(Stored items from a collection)
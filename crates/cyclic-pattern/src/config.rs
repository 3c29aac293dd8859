//! Pattern configuration
//!
//! # Example
//!
//! ```
//! use cyclic_pattern::{PatternConfig, WordSize};
//!
//! let config = PatternConfig::builder()
//!     .block_size(WordSize::Qword.block_size())
//!     .max_pattern_len(4096)
//!     .build();
//!
//! let pattern = config.create_pattern(64).unwrap();
//! assert_eq!(config.find_offset(&pattern[16..24]).unwrap(), 16);
//! ```

use serde::{Deserialize, Serialize};
use tracing::debug;

use crate::alphabet::max_pattern_size;
use crate::error::{Error, Result};
use crate::finder::find_pattern_offset;
use crate::generator::{DEFAULT_BLOCK_SIZE, create_pattern};
use crate::word::WordSize;

/// Settings shared by generation and lookup
#[derive(Debug, Clone, PartialEq, Eq, Serialize, Deserialize)]
#[serde(default)]
pub struct PatternConfig {
    /// Window width in symbols
    pub block_size: usize,
    /// Upper bound on generated lengths, on top of the alphabet capacity
    pub max_pattern_len: Option<usize>,
}

impl Default for PatternConfig {
    fn default() -> Self {
        Self {
            block_size: DEFAULT_BLOCK_SIZE,
            max_pattern_len: None,
        }
    }
}

impl PatternConfig {
    /// Create a new configuration builder
    pub fn builder() -> PatternConfigBuilder {
        PatternConfigBuilder::default()
    }

    pub fn for_word(word: WordSize) -> Self {
        Self {
            block_size: word.block_size(),
            ..Self::default()
        }
    }

    /// Parse a configuration from a JSON document; missing fields take defaults
    pub fn from_json(content: &str) -> Result<Self> {
        let config: Self = serde_json::from_str(content)?;
        config.validate()?;
        Ok(config)
    }

    pub fn validate(&self) -> Result<()> {
        if self.block_size == 0 {
            return Err(Error::InvalidBlockSize(self.block_size));
        }
        Ok(())
    }

    /// Largest length the alphabet can supply for this block size
    pub fn max_pattern_size(&self) -> usize {
        max_pattern_size(self.block_size)
    }

    /// Generate a pattern with this configuration's block size and limit
    pub fn create_pattern(&self, pattern_len: usize) -> Result<String> {
        self.validate()?;

        if let Some(limit) = self.max_pattern_len.filter(|&limit| pattern_len > limit) {
            debug!(
                "Rejecting pattern request: {} exceeds limit {}",
                pattern_len, limit
            );
            return Err(Error::LimitExceeded {
                limit,
                requested_size: pattern_len,
            });
        }

        create_pattern(pattern_len, self.block_size)
    }

    /// Look up a window, requiring it to be exactly one block wide
    pub fn find_offset(&self, pattern_to_match: &str) -> Result<usize> {
        self.validate()?;

        let actual = pattern_to_match.len();
        if actual != self.block_size {
            return Err(Error::BlockSizeMismatch {
                expected: self.block_size,
                actual,
            });
        }

        find_pattern_offset(pattern_to_match)
    }
}

/// Builder for PatternConfig
#[derive(Debug, Clone, Default)]
pub struct PatternConfigBuilder {
    block_size: Option<usize>,
    max_pattern_len: Option<usize>,
}

impl PatternConfigBuilder {
    /// Set the window width
    pub fn block_size(mut self, block_size: usize) -> Self {
        self.block_size = Some(block_size);
        self
    }

    /// Set the block size from a register width
    pub fn word_size(mut self, word: WordSize) -> Self {
        self.block_size = Some(word.block_size());
        self
    }

    /// Cap generated lengths
    pub fn max_pattern_len(mut self, limit: usize) -> Self {
        self.max_pattern_len = Some(limit);
        self
    }

    /// Build the configuration
    pub fn build(self) -> PatternConfig {
        let default = PatternConfig::default();
        PatternConfig {
            block_size: self.block_size.unwrap_or(default.block_size),
            max_pattern_len: self.max_pattern_len.or(default.max_pattern_len),
        }
    }
}

#[cfg(test)]
mod tests {
    use super::*;

    #[test]
    fn test_default_config() {
        let config = PatternConfig::default();
        assert_eq!(config.block_size, 4);
        assert_eq!(config.max_pattern_len, None);
        assert_eq!(config.max_pattern_size(), 456_976);
    }

    #[test]
    fn test_builder() {
        let config = PatternConfig::builder()
            .word_size(WordSize::Qword)
            .max_pattern_len(1024)
            .build();
        assert_eq!(config.block_size, 8);
        assert_eq!(config.max_pattern_len, Some(1024));

        let config = PatternConfig::builder().block_size(2).build();
        assert_eq!(config.block_size, 2);
        assert_eq!(config.max_pattern_len, None);
    }

    #[test]
    fn test_for_word() {
        assert_eq!(PatternConfig::for_word(WordSize::Dword), PatternConfig::default());
        assert_eq!(PatternConfig::for_word(WordSize::Qword).block_size, 8);
    }

    #[test]
    fn test_from_json_defaults() {
        let config = PatternConfig::from_json("{}").unwrap();
        assert_eq!(config, PatternConfig::default());

        let config = PatternConfig::from_json(r#"{"block_size": 8, "max_pattern_len": 512}"#).unwrap();
        assert_eq!(config.block_size, 8);
        assert_eq!(config.max_pattern_len, Some(512));
    }

    #[test]
    fn test_from_json_errors() {
        assert!(matches!(
            PatternConfig::from_json(r#"{"block_size": 0}"#),
            Err(Error::InvalidBlockSize(0))
        ));
        assert!(matches!(
            PatternConfig::from_json("not json"),
            Err(Error::Json(_))
        ));
    }

    #[test]
    fn test_create_pattern_respects_limit() {
        let config = PatternConfig::builder().max_pattern_len(16).build();
        assert_eq!(config.create_pattern(16).unwrap().len(), 16);
        match config.create_pattern(17) {
            Err(Error::LimitExceeded {
                limit,
                requested_size,
            }) => {
                assert_eq!(limit, 16);
                assert_eq!(requested_size, 17);
            }
            other => panic!("Expected LimitExceeded, got {:?}", other),
        }
    }

    #[test]
    fn test_create_pattern_capacity_still_applies() {
        let config = PatternConfig::builder()
            .block_size(1)
            .max_pattern_len(1000)
            .build();
        assert!(matches!(
            config.create_pattern(27),
            Err(Error::PatternTooLong { max_size: 26, .. })
        ));
    }

    #[test]
    fn test_find_offset_checks_block_size() {
        let config = PatternConfig::default();
        assert_eq!(config.find_offset("AAAB").unwrap(), 4);
        assert!(matches!(
            config.find_offset("AAB"),
            Err(Error::BlockSizeMismatch {
                expected: 4,
                actual: 3
            })
        ));
    }

    #[test]
    fn test_find_offset_rejects_zero_block_size() {
        let config = PatternConfig::builder().block_size(0).build();
        assert!(matches!(
            config.find_offset(""),
            Err(Error::InvalidBlockSize(0))
        ));
        assert!(matches!(
            config.create_pattern(4),
            Err(Error::InvalidBlockSize(0))
        ));
    }

    #[test]
    fn test_round_trip_through_config() {
        let config = PatternConfig::for_word(WordSize::Qword);
        let pattern = config.create_pattern(8 * 200).unwrap();
        for k in (0..pattern.len()).step_by(8 * 13) {
            assert_eq!(config.find_offset(&pattern[k..k + 8]).unwrap(), k);
        }
    }
}
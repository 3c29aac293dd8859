//! # cyclic-pattern
//!
//! Generate and reverse cyclic patterns for locating overflow offsets.
//!
//! This crate provides:
//! - Pattern generation over the `A..=Z` alphabet with a configurable block size
//! - Offset lookup for a captured window, computed without building the pattern
//! - Register lookups for values captured as little-endian DWORDs/QWORDs
//!
//! ```
//! let pattern = cyclic_pattern::create_pattern(8, 4).unwrap();
//! assert_eq!(pattern, "AAAAAAAB");
//! assert_eq!(cyclic_pattern::find_pattern_offset("AAAB").unwrap(), 4);
//! ```

pub mod alphabet;
pub mod config;
pub mod error;
pub mod finder;
pub mod generator;
pub mod prelude;
pub mod word;

pub use alphabet::{ALPHABET, max_pattern_size};
pub use config::{PatternConfig, PatternConfigBuilder};
pub use error::{Error, Result};
pub use finder::{find_bytes_offset, find_pattern_offset, find_register_offset};
pub use generator::{DEFAULT_BLOCK_SIZE, PatternSymbols, create_pattern};
pub use word::WordSize;
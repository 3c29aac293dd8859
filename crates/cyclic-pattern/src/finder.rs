//! Offset lookup for windows of a cyclic pattern
//!
//! The rank of a window in the odometer enumeration is the window read as a
//! base-26 number, so the offset is computed directly instead of by walking
//! the pattern.

use tracing::{debug, trace};

use crate::alphabet::{RADIX, is_valid_window};
use crate::error::{Error, Result};
use crate::word::WordSize;

/// Find the offset at which `pattern_to_match` starts in the pattern that
/// [`create_pattern`](crate::create_pattern) produces for a block size equal
/// to the window's length.
pub fn find_pattern_offset(pattern_to_match: &str) -> Result<usize> {
    locate(pattern_to_match.as_bytes(), || pattern_to_match.to_string())
}

/// Same as [`find_pattern_offset`] for raw bytes, e.g. a slice of a memory dump
pub fn find_bytes_offset(bytes: &[u8]) -> Result<usize> {
    locate(bytes, || String::from_utf8_lossy(bytes).into_owned())
}

/// Find the offset of a register value captured while the pattern filled memory.
///
/// The value is taken apart in little-endian order and only the low
/// `word.bytes()` bytes are used.
pub fn find_register_offset(value: u64, word: WordSize) -> Result<usize> {
    let bytes = value.to_le_bytes();
    debug!("Looking up {} register value 0x{:X}", word, value);
    find_bytes_offset(&bytes[..word.bytes()])
}

fn locate(window: &[u8], supplied: impl Fn() -> String) -> Result<usize> {
    if !is_valid_window(window) {
        return Err(Error::InvalidPattern {
            supplied_pattern: supplied(),
        });
    }

    let block_size = window.len();
    let overflow = || Error::OffsetOverflow {
        supplied_pattern: supplied(),
    };

    let mut rank: usize = 0;
    for &symbol in window {
        let digit = usize::from(symbol - b'A');
        rank = rank
            .checked_mul(RADIX)
            .and_then(|r| r.checked_add(digit))
            .ok_or_else(overflow)?;
    }
    trace!("Window rank: {} (block_size={})", rank, block_size);

    let offset = rank.checked_mul(block_size).ok_or_else(overflow)?;
    debug!("Pattern offset: {}", offset);
    Ok(offset)
}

INSTRUCTIONS TO FOLLOW: Every line from the one containing "only the low" through the last line of the entries should be output exactly; nothing else belongs in the reply.

SOLUTION TO THE EXERCISE:
/// The value is taken apart in little-endian order and only the low
/// `word.bytes()` bytes are used.
pub fn find_register_offset(value: u64, word: WordSize) -> Result<usize> {
    let bytes = value.to_le_bytes();
    debug!("Looking up {} register value 0x{:X}", word, value);
    find_bytes_offset(&bytes[..word.bytes()])
}

fn locate(window: &[u8], supplied: impl Fn() -> String) -> Result<usize> {
    if !is_valid_window(window) {
        return Err(Error::InvalidPattern {
            supplied_pattern: supplied(),
        });
    }

    let block_size = window.len();
    let overflow = || Error::OffsetOverflow {
        supplied_pattern: supplied(),
    };

    let mut rank: usize = 0;
    for &symbol in window {
        let digit = usize::from(symbol - b'A');
        rank = rank
            .checked_mul(RADIX)
            .and_then(|r| r.checked_add(digit))
            .ok_or_else(overflow)?;
    }
    trace!("Window rank: {} (block_size={})", rank, block_size);

    let offset = rank.checked_mul(block_size).ok_or_else(overflow)?;
    debug!("Pattern offset: {}", offset);
    Ok(offset)
}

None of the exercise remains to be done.